What the task asks
Return, exactly as written, every line from the first line of the data below through the line that contains "points given, using".

Collected data:

* * * * *

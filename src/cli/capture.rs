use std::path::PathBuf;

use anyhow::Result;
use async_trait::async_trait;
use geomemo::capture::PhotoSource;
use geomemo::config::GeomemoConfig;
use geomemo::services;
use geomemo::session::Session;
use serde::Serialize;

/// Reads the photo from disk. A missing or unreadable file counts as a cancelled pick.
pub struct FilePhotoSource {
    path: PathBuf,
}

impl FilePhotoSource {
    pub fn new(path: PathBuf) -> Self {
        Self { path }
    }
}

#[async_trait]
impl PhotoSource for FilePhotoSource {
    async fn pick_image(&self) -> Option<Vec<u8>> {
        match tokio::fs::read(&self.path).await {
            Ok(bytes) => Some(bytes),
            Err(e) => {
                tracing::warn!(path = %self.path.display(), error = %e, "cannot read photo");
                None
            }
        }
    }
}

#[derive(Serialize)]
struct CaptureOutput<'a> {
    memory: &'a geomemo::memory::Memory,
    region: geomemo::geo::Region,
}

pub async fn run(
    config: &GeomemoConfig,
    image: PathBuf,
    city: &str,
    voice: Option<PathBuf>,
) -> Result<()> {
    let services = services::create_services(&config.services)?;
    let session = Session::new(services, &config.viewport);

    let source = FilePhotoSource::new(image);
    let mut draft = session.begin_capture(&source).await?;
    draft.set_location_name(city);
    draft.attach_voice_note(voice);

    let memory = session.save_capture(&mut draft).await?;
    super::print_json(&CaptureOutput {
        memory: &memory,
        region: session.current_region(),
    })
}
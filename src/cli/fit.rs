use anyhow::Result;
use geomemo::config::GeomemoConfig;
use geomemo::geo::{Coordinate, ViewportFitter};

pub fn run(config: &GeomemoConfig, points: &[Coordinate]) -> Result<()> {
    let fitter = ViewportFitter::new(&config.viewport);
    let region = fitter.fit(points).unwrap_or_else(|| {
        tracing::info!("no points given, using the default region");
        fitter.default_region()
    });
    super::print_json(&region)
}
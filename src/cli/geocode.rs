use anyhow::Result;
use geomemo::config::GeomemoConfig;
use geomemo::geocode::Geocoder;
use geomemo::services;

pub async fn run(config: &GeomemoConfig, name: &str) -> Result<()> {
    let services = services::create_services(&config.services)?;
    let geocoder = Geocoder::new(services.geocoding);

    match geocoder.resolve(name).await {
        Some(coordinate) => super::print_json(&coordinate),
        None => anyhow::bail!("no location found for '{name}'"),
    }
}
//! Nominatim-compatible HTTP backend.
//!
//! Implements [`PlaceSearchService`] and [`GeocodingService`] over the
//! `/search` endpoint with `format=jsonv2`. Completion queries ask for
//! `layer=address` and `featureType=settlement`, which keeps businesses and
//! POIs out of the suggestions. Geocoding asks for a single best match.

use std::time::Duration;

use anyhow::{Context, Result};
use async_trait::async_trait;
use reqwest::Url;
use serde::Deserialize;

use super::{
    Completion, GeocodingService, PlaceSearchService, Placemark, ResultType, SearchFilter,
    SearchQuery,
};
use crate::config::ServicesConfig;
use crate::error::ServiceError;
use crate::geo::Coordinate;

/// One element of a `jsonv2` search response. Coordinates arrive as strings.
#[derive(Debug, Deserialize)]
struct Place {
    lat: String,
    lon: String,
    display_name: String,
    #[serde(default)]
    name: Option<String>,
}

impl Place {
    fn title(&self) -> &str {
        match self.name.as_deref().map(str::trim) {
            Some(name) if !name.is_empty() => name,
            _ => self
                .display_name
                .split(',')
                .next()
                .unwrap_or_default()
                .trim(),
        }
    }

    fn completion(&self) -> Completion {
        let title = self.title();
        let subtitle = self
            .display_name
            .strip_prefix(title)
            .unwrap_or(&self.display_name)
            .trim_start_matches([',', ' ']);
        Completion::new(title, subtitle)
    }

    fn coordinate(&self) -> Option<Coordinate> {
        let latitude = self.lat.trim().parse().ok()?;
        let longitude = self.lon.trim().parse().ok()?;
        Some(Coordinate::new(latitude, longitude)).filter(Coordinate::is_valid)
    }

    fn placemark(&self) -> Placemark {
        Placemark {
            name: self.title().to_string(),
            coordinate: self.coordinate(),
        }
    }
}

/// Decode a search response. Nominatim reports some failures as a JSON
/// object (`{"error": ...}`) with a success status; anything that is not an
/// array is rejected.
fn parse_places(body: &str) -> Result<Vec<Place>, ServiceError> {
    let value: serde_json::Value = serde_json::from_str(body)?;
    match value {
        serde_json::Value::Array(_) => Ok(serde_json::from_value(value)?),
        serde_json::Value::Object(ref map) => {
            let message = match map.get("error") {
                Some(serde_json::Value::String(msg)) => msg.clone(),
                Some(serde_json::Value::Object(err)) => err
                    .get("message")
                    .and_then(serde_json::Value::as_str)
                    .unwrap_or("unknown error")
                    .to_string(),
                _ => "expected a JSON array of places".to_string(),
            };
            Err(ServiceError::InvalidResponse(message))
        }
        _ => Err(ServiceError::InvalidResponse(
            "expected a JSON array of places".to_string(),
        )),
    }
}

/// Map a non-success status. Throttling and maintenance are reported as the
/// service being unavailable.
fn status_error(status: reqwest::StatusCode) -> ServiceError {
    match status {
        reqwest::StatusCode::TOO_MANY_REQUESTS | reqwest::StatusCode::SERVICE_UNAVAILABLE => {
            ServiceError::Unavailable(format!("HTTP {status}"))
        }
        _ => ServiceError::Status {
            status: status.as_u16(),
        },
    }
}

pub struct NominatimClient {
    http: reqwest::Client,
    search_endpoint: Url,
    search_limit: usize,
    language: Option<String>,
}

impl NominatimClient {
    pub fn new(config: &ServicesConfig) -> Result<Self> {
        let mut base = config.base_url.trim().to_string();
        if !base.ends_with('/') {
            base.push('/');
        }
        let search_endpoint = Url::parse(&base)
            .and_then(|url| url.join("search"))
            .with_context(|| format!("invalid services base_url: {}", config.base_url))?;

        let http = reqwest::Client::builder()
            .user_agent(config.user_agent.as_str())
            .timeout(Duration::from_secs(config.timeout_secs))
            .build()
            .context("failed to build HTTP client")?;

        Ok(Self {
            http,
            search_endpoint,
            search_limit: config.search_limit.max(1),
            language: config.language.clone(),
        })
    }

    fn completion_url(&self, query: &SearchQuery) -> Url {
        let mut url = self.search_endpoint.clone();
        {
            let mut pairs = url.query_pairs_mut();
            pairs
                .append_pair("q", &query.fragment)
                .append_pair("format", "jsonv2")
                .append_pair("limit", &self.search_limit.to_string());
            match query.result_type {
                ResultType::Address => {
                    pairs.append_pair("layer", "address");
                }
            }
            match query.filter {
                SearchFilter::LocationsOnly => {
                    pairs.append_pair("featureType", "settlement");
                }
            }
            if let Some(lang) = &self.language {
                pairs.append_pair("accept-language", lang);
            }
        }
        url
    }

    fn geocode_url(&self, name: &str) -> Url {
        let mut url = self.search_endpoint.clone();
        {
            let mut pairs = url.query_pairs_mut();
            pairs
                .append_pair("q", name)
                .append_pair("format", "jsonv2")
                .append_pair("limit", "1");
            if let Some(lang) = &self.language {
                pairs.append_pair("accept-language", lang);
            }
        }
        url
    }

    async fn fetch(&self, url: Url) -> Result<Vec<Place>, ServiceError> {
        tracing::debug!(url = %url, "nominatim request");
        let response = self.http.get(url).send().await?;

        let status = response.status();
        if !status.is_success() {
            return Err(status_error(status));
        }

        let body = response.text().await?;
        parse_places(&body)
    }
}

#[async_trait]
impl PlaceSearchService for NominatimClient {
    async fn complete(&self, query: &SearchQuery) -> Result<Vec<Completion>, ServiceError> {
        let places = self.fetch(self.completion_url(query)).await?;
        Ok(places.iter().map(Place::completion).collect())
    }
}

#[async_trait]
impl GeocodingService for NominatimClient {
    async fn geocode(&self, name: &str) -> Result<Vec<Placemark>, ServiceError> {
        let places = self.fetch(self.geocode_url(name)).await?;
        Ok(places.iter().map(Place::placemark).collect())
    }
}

* * * * *

Answer for the task
filename src/cli/capture.rs
use std::path::PathBuf;

use anyhow::Result;
use async_trait::async_trait;
use geomemo::capture::PhotoSource;
use geomemo::config::GeomemoConfig;
use geomemo::services;
use geomemo::session::Session;
use serde::Serialize;

/// Reads the photo from disk. A missing or unreadable file counts as a cancelled pick.
pub struct FilePhotoSource {
    path: PathBuf,
}

impl FilePhotoSource {
    pub fn new(path: PathBuf) -> Self {
        Self { path }
    }
}

#[async_trait]
impl PhotoSource for FilePhotoSource {
    async fn pick_image(&self) -> Option<Vec<u8>> {
        match tokio::fs::read(&self.path).await {
            Ok(bytes) => Some(bytes),
            Err(e) => {
                tracing::warn!(path = %self.path.display(), error = %e, "cannot read photo");
                None
            }
        }
    }
}

#[derive(Serialize)]
struct CaptureOutput<'a> {
    memory: &'a geomemo::memory::Memory,
    region: geomemo::geo::Region,
}

pub async fn run(
    config: &GeomemoConfig,
    image: PathBuf,
    city: &str,
    voice: Option<PathBuf>,
) -> Result<()> {
    let services = services::create_services(&config.services)?;
    let session = Session::new(services, &config.viewport);

    let source = FilePhotoSource::new(image);
    let mut draft = session.begin_capture(&source).await?;
    draft.set_location_name(city);
    draft.attach_voice_note(voice);

    let memory = session.save_capture(&mut draft).await?;
    super::print_json(&CaptureOutput {
        memory: &memory,
        region: session.current_region(),
    })
}
filename src/cli/fit.rs
use anyhow::Result;
use geomemo::config::GeomemoConfig;
use geomemo::geo::{Coordinate, ViewportFitter};

pub fn run(config: &GeomemoConfig, points: &[Coordinate]) -> Result<()> {
    let fitter = ViewportFitter::new(&config.viewport);
    let region = fitter.fit(points).unwrap_or_else(|| {
        tracing::info!("no points given, using the default region");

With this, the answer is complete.